### Activity
The records below must be reproduced in full and without error.

[Data records]
BEGIN
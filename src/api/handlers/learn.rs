//! Learning tool endpoints under `/api/learn`

use std::convert::Infallible;
use std::path::PathBuf;

use axum::{
    Json,
    extract::{Query, State},
    http::header,
    response::{
        IntoResponse,
        sse::{Event, KeepAlive, Sse},
    },
};
use axum_extra::extract::WithRejection;
use axum_extra::extract::cookie::CookieJar;
use futures_util::{Stream, StreamExt};
use serde::Deserialize;
use serde_json::{Value, json};

use super::{ApiJson, ApiQuery};
use super::auth::token_from;
use crate::api::error::{ApiError, ApiResult, WithLabel};
use crate::api::routes::AppState;
use crate::error::OpenHubError;
use crate::github::RepoRef;
use crate::learn::{self, archive, resources, watcher};
use crate::tree::{build_tree, flatten_blobs, walk_dir};

#[derive(Debug, Default, Deserialize)]
pub struct RepoPathQuery {
    pub repo_path: Option<String>,
}

/// Resolves `repo_path` to an existing absolute directory.
fn resolve_repo_path(raw: Option<&str>) -> ApiResult<PathBuf> {
    let raw = raw
        .map(str::trim)
        .filter(|p| !p.is_empty())
        .ok_or_else(|| ApiError::BadRequest("repo_path query parameter is required".to_string()))?;
    PathBuf::from(raw)
        .canonicalize()
        .map_err(|_| ApiError::NotFound("Repository path not found".to_string()))
}

/// Runs blocking filesystem or git work off the async runtime.
async fn blocking<T, F>(label: &'static str, work: F) -> ApiResult<T>
where
    F: FnOnce() -> crate::error::Result<T> + Send + 'static,
    T: Send + 'static,
{
    tokio::task::spawn_blocking(work)
        .await
        .map_err(|e| ApiError::upstream(label, OpenHubError::Other(e.to_string())))?
        .labelled(label)
}

/// GET /api/learn/tree?repo_path
pub async fn local_tree(
    State(state): State<AppState>,
    WithRejection(Query(query), _): ApiQuery<RepoPathQuery>,
) -> ApiResult<Json<Value>> {
    let root = resolve_repo_path(query.repo_path.as_deref())?;
    let ignore_dirs = state.config.learn.ignore_dirs.clone();

    let walk_root = root.clone();
    let files = blocking("Failed to read repository tree", move || {
        walk_dir(&walk_root, &ignore_dirs)
    })
    .await?;

    Ok(Json(json!({
        "root": root.to_string_lossy(),
        "tree": build_tree(&files),
    })))
}

#[derive(Debug, Deserialize)]
pub struct ResourcesQuery {
    pub technologies: Option<String>,
}

/// GET /api/learn/resources?technologies=a,b
pub async fn resources(
    WithRejection(Query(query), _): ApiQuery<ResourcesQuery>,
) -> Json<Value> {
    let found = resources::resources_for(query.technologies.as_deref().unwrap_or_default());
    Json(json!({ "resources": found }))
}

/// GET /api/learn/status?repo_path
pub async fn status(
    State(state): State<AppState>,
    WithRejection(Query(query), _): ApiQuery<RepoPathQuery>,
) -> ApiResult<Json<Value>> {
    let root = resolve_repo_path(query.repo_path.as_deref())?;
    let key = root.to_string_lossy().into_owned();

    let head = tokio::task::spawn_blocking(move || watcher::current_head(&root))
        .await
        .ok()
        .flatten();

    Ok(Json(json!({
        "head": head,
        "lastSeen": state.heads.last_seen(&key),
    })))
}

/// GET /api/learn/stream?repo_path (SSE)
pub async fn stream(
    State(state): State<AppState>,
    WithRejection(Query(query), _): ApiQuery<RepoPathQuery>,
) -> ApiResult<Sse<impl Stream<Item = Result<Event, Infallible>>>> {
    let root = resolve_repo_path(query.repo_path.as_deref())?;
    tracing::info!("Change stream opened for {}", root.display());

    let events = watcher::watch(state.heads.clone(), root, state.poll_interval()).map(|event| {
        Ok(Event::default()
            .event(event.name())
            .data(event.data().to_string()))
    });

    Ok(Sse::new(events).keep_alive(KeepAlive::default()))
}

#[derive(Debug, Deserialize)]
pub struct CompressRequest {
    /// Kept loose so a non-array answers `paths array required`.
    #[serde(default)]
    pub paths: Option<Value>,
    #[serde(default)]
    pub repo_path: Option<String>,
}

/// POST /api/learn/compress
pub async fn compress(
    WithRejection(Json(request), _): ApiJson<CompressRequest>,
) -> ApiResult<impl IntoResponse> {
    let paths: Vec<String> = request
        .paths
        .as_ref()
        .and_then(Value::as_array)
        .map(|items| {
            items
                .iter()
                .filter_map(Value::as_str)
                .map(str::to_string)
                .collect()
        })
        .filter(|p: &Vec<String>| !p.is_empty())
        .ok_or_else(|| ApiError::BadRequest("paths array required".to_string()))?;
    if request.repo_path.as_deref().is_none_or(|p| p.trim().is_empty()) {
        return Err(ApiError::BadRequest("repo_path is required".to_string()));
    }
    let root = resolve_repo_path(request.repo_path.as_deref())?;

    let bytes = blocking("Failed to create archive", move || {
        archive::compress_selection(&root, &paths)
    })
    .await?;

    let name = archive::archive_name();
    Ok((
        [
            (header::CONTENT_TYPE, "application/zip".to_string()),
            (
                header::CONTENT_DISPOSITION,
                format!("attachment; filename=\"{}\"", name),
            ),
        ],
        bytes,
    ))
}

#[derive(Debug, Deserialize)]
pub struct ContextualQuery {
    pub path: Option<String>,
    pub full_name: Option<String>,
    pub language: Option<String>,
    pub max: Option<String>,
}

async fn contextual_body(state: &AppState, query: &ContextualQuery) -> ApiResult<Value> {
    let path = query
        .path
        .as_deref()
        .filter(|p| !p.is_empty())
        .ok_or_else(|| ApiError::BadRequest("path query param is required".to_string()))?;
    let language = query
        .language
        .as_deref()
        .filter(|l| !l.is_empty())
        .unwrap_or("en");
    let max = learn::parse_max_results(query.max.as_deref());

    let items = learn::contextual_items(path, language, max, state.youtube.as_ref()).await;
    Ok(json!({
        "language": language,
        "availableLanguages": [language],
        "items": items,
    }))
}

/// GET /api/learn/contextual?path[&language][&max]
pub async fn contextual(
    State(state): State<AppState>,
    WithRejection(Query(query), _): ApiQuery<ContextualQuery>,
) -> ApiResult<Json<Value>> {
    Ok(Json(contextual_body(&state, &query).await?))
}

/// GET /api/learn/github-contextual?full_name&path[&language][&max]
pub async fn github_contextual(
    State(state): State<AppState>,
    WithRejection(Query(query), _): ApiQuery<ContextualQuery>,
) -> ApiResult<Json<Value>> {
    let mut body = contextual_body(&state, &query).await?;
    if let Value::Object(map) = &mut body {
        map.insert("repository".to_string(), json!(query.full_name));
        map.insert("filePath".to_string(), json!(query.path));
    }
    Ok(Json(body))
}

#[derive(Debug, Deserialize)]
pub struct GitHubTreeQuery {
    pub full_name: Option<String>,
}

/// GET /api/learn/github-tree?full_name
pub async fn github_tree(
    State(state): State<AppState>,
    jar: CookieJar,
    WithRejection(Query(query), _): ApiQuery<GitHubTreeQuery>,
) -> ApiResult<Json<Value>> {
    let raw = query
        .full_name
        .as_deref()
        .filter(|n| !n.trim().is_empty())
        .ok_or_else(|| {
            ApiError::BadRequest(
                "full_name query parameter is required (owner/repo)".to_string(),
            )
        })?;
    let repo = RepoRef::parse(raw).map_err(|_| {
        ApiError::BadRequest("Invalid repository format. Expected: owner/repo".to_string())
    })?;
    let token = token_from(&jar);

    let tree = state
        .github
        .repo_tree(&repo, token.as_deref())
        .await
        .labelled("Failed to fetch repository tree")?;

    Ok(Json(json!({
        "default_branch": tree.default_branch,
        "tree": flatten_blobs(&tree.tree),
        "repository": {
            "name": repo.repo,
            "owner": repo.owner,
            "full_name": repo.full_name(),
        },
    })))
}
END
### Written reply
filename src/api/handlers/learn.rs
//! Learning tool endpoints under `/api/learn`

use std::convert::Infallible;
use std::path::PathBuf;

use axum::{
    Json,
    extract::{Query, State},
    http::header,
    response::{
        IntoResponse,
        sse::{Event, KeepAlive, Sse},
    },
};
use axum_extra::extract::WithRejection;
use axum_extra::extract::cookie::CookieJar;
use futures_util::{Stream, StreamExt};
use serde::Deserialize;
use serde_json::{Value, json};

use super::{ApiJson, ApiQuery};
use super::auth::token_from;
use crate::api::error::{ApiError, ApiResult, WithLabel};
use crate::api::routes::AppState;
use crate::error::OpenHubError;
use crate::github::RepoRef;
use crate::learn::{self, archive, resources, watcher};
use crate::tree::{build_tree, flatten_blobs, walk_dir};

#[derive(Debug, Default, Deserialize)]
pub struct RepoPathQuery {
    pub repo_path: Option<String>,
}

/// Resolves `repo_path` to an existing absolute directory.
fn resolve_repo_path(raw: Option<&str>) -> ApiResult<PathBuf> {
    let raw = raw
        .map(str::trim)
        .filter(|p| !p.is_empty())
        .ok_or_else(|| ApiError::BadRequest("repo_path query parameter is required".to_string()))?;
    PathBuf::from(raw)
        .canonicalize()
        .map_err(|_| ApiError::NotFound("Repository path not found".to_string()))
}

/// Runs blocking filesystem or git work off the async runtime.
async fn blocking<T, F>(label: &'static str, work: F) -> ApiResult<T>
where
    F: FnOnce() -> crate::error::Result<T> + Send + 'static,
    T: Send + 'static,
{
    tokio::task::spawn_blocking(work)
        .await
        .map_err(|e| ApiError::upstream(label, OpenHubError::Other(e.to_string())))?
        .labelled(label)
}

/// GET /api/learn/tree?repo_path
pub async fn local_tree(
    State(state): State<AppState>,
    WithRejection(Query(query), _): ApiQuery<RepoPathQuery>,
) -> ApiResult<Json<Value>> {
    let root = resolve_repo_path(query.repo_path.as_deref())?;
    let ignore_dirs = state.config.learn.ignore_dirs.clone();

    let walk_root = root.clone();
    let files = blocking("Failed to read repository tree", move || {
        walk_dir(&walk_root, &ignore_dirs)
    })
    .await?;

    Ok(Json(json!({
        "root": root.to_string_lossy(),
        "tree": build_tree(&files),
    })))
}

#[derive(Debug, Deserialize)]
pub struct ResourcesQuery {
    pub technologies: Option<String>,
}

/// GET /api/learn/resources?technologies=a,b
pub async fn resources(
    WithRejection(Query(query), _): ApiQuery<ResourcesQuery>,
) -> Json<Value> {
    let found = resources::resources_for(query.technologies.as_deref().unwrap_or_default());
    Json(json!({ "resources": found }))
}

/// GET /api/learn/status?repo_path
pub async fn status(
    State(state): State<AppState>,
    WithRejection(Query(query), _): ApiQuery<RepoPathQuery>,
) -> ApiResult<Json<Value>> {
    let root = resolve_repo_path(query.repo_path.as_deref())?;
    let key = root.to_string_lossy().into_owned();

    let head = tokio::task::spawn_blocking(move || watcher::current_head(&root))
        .await
        .ok()
        .flatten();

    Ok(Json(json!({
        "head": head,
        "lastSeen": state.heads.last_seen(&key),
    })))
}

/// GET /api/learn/stream?repo_path (SSE)
pub async fn stream(
    State(state): State<AppState>,
    WithRejection(Query(query), _): ApiQuery<RepoPathQuery>,
) -> ApiResult<Sse<impl Stream<Item = Result<Event, Infallible>>>> {
    let root = resolve_repo_path(query.repo_path.as_deref())?;
    tracing::info!("Change stream opened for {}", root.display());

    let events = watcher::watch(state.heads.clone(), root, state.poll_interval()).map(|event| {
        Ok(Event::default()
            .event(event.name())
            .data(event.data().to_string()))
    });

    Ok(Sse::new(events).keep_alive(KeepAlive::default()))
}

#[derive(Debug, Deserialize)]
pub struct CompressRequest {
    /// Kept loose so a non-array answers `paths array required`.
    #[serde(default)]
    pub paths: Option<Value>,
    #[serde(default)]
    pub repo_path: Option<String>,
}

/// POST /api/learn/compress
pub async fn compress(
    WithRejection(Json(request), _): ApiJson<CompressRequest>,
) -> ApiResult<impl IntoResponse> {
    let paths: Vec<String> = request
        .paths
        .as_ref()
        .and_then(Value::as_array)
        .map(|items| {
            items
                .iter()
                .filter_map(Value::as_str)
                .map(str::to_string)
                .collect()
        })
        .filter(|p: &Vec<String>| !p.is_empty())
        .ok_or_else(|| ApiError::BadRequest("paths array required".to_string()))?;
    if request.repo_path.as_deref().is_none_or(|p| p.trim().is_empty()) {
        return Err(ApiError::BadRequest("repo_path is required".to_string()));
    }
    let root = resolve_repo_path(request.repo_path.as_deref())?;

    let bytes = blocking("Failed to create archive", move || {
        archive::compress_selection(&root, &paths)
    })
    .await?;

    let name = archive::archive_name();
    Ok((
        [
            (header::CONTENT_TYPE, "application/zip".to_string()),
            (
                header::CONTENT_DISPOSITION,
                format!("attachment; filename=\"{}\"", name),
            ),
        ],
        bytes,
    ))
}

#[derive(Debug, Deserialize)]
pub struct ContextualQuery {
    pub path: Option<String>,
    pub full_name: Option<String>,
    pub language: Option<String>,
    pub max: Option<String>,
}

async fn contextual_body(state: &AppState, query: &ContextualQuery) -> ApiResult<Value> {
    let path = query
        .path
        .as_deref()
        .filter(|p| !p.is_empty())
        .ok_or_else(|| ApiError::BadRequest("path query param is required".to_string()))?;
    let language = query
        .language
        .as_deref()
        .filter(|l| !l.is_empty())
        .unwrap_or("en");
    let max = learn::parse_max_results(query.max.as_deref());

    let items = learn::contextual_items(path, language, max, state.youtube.as_ref()).await;
    Ok(json!({
        "language": language,
        "availableLanguages": [language],
        "items": items,
    }))
}

/// GET /api/learn/contextual?path[&language][&max]
pub async fn contextual(
    State(state): State<AppState>,
    WithRejection(Query(query), _): ApiQuery<ContextualQuery>,
) -> ApiResult<Json<Value>> {
    Ok(Json(contextual_body(&state, &query).await?))
}

/// GET /api/learn/github-contextual?full_name&path[&language][&max]
pub async fn github_contextual(
    State(state): State<AppState>,
    WithRejection(Query(query), _): ApiQuery<ContextualQuery>,
) -> ApiResult<Json<Value>> {
    let mut body = contextual_body(&state, &query).await?;
    if let Value::Object(map) = &mut body {
        map.insert("repository".to_string(), json!(query.full_name));
        map.insert("filePath".to_string(), json!(query.path));
    }
    Ok(Json(body))
}

#[derive(Debug, Deserialize)]
pub struct GitHubTreeQuery {
    pub full_name: Option<String>,
}

/// GET /api/learn/github-tree?full_name
pub async fn github_tree(
    State(state): State<AppState>,
    jar: CookieJar,
    WithRejection(Query(query), _): ApiQuery<GitHubTreeQuery>,
) -> ApiResult<Json<Value>> {
    let raw = query
        .full_name
        .as_deref()
        .filter(|n| !n.trim().is_empty())
        .ok_or_else(|| {
            ApiError::BadRequest(
                "full_name query parameter is required (owner/repo)".to_string(),
            )
        })?;
    let repo = RepoRef::parse(raw).map_err(|_| {
        ApiError::BadRequest("Invalid repository format. Expected: owner/repo".to_string())
    })?;
    let token = token_from(&jar);

    let tree = state
        .github
        .repo_tree(&repo, token.as_deref())
        .await
        .labelled("Failed to fetch repository tree")?;

    Ok(Json(json!({
        "default_branch": tree.default_branch,
        "tree": flatten_blobs(&tree.tree),
        "repository": {
            "name": repo.repo,
            "owner": repo.owner,
            "full_name": repo.full_name(),
        },
    })))
}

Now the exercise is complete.